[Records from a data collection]
== Segment start ==

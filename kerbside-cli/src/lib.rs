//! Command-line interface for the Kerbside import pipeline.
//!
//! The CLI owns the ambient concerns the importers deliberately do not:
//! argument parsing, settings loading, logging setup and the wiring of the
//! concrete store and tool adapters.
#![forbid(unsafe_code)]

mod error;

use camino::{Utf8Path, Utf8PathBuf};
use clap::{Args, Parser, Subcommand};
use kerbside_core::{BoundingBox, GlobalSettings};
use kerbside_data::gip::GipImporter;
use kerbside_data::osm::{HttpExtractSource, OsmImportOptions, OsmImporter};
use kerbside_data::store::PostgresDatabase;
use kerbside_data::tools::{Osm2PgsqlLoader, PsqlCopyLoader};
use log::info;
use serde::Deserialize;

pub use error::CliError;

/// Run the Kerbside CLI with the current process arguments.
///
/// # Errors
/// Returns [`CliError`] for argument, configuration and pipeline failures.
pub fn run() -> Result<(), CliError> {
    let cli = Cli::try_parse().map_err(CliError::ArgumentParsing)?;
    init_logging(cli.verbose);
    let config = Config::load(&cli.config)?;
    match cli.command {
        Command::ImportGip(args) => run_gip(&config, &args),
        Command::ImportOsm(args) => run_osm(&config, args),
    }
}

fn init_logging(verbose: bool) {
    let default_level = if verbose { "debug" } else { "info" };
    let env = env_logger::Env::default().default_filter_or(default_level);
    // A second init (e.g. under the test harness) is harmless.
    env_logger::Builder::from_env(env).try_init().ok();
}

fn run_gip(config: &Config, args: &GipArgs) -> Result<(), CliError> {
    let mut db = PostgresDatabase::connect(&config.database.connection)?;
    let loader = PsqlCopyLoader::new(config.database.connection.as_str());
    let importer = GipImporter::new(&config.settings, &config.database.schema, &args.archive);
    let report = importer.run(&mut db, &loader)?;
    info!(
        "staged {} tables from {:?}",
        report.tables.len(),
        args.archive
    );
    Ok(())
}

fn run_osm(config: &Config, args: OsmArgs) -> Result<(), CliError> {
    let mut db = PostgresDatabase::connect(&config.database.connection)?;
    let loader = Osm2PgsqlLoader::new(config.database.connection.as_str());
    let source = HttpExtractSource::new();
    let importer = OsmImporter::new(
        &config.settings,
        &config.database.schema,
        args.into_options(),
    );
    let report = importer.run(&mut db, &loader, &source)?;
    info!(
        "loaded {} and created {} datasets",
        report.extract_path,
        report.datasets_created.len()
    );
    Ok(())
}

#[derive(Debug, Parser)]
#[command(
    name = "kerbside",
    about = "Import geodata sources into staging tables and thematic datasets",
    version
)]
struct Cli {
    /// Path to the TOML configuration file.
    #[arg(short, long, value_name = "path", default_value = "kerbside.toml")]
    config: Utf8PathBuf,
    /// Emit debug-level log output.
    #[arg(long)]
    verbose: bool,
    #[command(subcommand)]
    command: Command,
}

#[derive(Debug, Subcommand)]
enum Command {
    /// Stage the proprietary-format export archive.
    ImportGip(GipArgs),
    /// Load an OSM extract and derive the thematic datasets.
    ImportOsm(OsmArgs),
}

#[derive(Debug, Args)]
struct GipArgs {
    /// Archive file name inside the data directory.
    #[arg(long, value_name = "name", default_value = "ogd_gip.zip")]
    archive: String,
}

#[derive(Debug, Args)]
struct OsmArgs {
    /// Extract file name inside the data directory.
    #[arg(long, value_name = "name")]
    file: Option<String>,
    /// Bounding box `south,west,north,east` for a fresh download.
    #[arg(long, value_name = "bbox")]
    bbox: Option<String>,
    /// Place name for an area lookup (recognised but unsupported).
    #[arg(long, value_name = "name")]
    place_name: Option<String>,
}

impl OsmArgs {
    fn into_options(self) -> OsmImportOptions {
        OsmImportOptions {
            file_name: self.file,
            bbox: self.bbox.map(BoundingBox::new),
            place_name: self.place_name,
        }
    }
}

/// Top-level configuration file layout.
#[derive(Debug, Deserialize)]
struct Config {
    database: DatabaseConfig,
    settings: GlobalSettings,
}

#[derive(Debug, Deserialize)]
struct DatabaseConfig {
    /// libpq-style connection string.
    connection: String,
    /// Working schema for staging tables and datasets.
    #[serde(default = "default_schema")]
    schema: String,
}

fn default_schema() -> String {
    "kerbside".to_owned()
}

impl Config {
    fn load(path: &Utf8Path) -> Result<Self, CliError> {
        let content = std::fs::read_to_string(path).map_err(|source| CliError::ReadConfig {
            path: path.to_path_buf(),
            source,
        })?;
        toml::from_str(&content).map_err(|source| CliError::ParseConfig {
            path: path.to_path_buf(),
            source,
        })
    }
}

== Segment end ==

* [Problem details]
Using the entries above, return each line that includes the word "ImportGip".

* [Answer to this problem]
        Command::ImportGip(args) => run_gip(&config, &args),
    ImportGip(GipArgs),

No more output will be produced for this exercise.